In the records that follow, the lines from the one containing "fn from_str(s: &str)" to the one containing "for token in", inclusive, are to be given again exactly.

* * * * * * *

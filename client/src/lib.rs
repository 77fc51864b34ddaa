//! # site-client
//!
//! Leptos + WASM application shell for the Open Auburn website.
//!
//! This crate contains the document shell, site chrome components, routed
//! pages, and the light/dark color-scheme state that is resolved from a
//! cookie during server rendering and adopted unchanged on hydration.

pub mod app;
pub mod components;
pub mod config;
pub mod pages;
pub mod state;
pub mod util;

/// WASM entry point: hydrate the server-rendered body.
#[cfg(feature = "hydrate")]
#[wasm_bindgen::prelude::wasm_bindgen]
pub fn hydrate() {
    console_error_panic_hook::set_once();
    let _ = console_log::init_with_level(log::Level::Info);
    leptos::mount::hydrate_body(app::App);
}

* * * * * * *

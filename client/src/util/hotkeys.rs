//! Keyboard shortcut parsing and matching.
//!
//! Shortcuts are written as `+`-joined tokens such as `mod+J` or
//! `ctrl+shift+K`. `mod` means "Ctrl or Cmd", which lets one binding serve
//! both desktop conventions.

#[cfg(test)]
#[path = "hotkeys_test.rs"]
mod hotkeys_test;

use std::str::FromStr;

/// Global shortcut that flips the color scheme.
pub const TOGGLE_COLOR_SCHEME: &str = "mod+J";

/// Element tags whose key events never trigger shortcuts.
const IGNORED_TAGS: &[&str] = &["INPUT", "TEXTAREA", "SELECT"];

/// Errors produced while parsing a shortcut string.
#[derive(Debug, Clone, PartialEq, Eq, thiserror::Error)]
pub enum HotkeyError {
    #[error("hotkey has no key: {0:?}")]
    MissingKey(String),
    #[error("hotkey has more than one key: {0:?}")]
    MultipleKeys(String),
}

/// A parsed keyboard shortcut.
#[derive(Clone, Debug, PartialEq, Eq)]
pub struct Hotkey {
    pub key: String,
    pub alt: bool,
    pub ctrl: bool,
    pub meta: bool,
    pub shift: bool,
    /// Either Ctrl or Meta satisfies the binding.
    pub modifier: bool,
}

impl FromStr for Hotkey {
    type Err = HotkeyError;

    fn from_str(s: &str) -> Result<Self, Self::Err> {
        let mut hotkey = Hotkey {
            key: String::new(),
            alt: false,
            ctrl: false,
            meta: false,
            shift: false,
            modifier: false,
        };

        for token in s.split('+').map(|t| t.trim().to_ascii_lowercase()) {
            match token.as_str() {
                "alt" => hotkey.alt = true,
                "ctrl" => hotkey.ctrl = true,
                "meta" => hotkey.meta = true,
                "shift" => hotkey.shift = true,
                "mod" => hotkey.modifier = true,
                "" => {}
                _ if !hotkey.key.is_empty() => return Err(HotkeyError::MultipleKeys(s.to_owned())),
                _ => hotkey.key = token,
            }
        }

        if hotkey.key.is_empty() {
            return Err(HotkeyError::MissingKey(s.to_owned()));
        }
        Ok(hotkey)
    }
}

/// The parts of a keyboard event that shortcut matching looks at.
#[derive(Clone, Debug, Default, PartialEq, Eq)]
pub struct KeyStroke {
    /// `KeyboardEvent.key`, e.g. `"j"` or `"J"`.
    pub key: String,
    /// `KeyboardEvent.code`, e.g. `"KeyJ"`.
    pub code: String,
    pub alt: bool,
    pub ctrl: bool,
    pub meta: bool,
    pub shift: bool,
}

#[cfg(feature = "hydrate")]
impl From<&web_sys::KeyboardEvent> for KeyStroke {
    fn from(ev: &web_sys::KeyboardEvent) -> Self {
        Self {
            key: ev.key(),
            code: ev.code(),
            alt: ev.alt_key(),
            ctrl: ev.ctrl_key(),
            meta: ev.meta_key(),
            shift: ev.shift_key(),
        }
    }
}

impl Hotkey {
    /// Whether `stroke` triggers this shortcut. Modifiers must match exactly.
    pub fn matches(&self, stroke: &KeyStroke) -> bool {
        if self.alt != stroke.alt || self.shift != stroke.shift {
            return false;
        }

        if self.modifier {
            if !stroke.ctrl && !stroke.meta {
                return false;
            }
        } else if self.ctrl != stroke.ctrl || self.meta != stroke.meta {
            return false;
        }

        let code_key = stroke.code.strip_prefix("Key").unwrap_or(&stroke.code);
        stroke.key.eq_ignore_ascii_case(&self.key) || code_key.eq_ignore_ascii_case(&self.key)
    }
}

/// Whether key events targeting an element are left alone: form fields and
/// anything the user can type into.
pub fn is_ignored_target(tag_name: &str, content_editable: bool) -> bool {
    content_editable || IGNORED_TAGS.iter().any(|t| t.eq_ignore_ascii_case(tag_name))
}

* * * * * * *

» Answer below
    fn from_str(s: &str) -> Result<Self, Self::Err> {
        let mut hotkey = Hotkey {
            key: String::new(),
            alt: false,
            ctrl: false,
            meta: false,
            shift: false,
            modifier: false,
        };

        for token in s.split('+').map(|t| t.trim().to_ascii_lowercase()) {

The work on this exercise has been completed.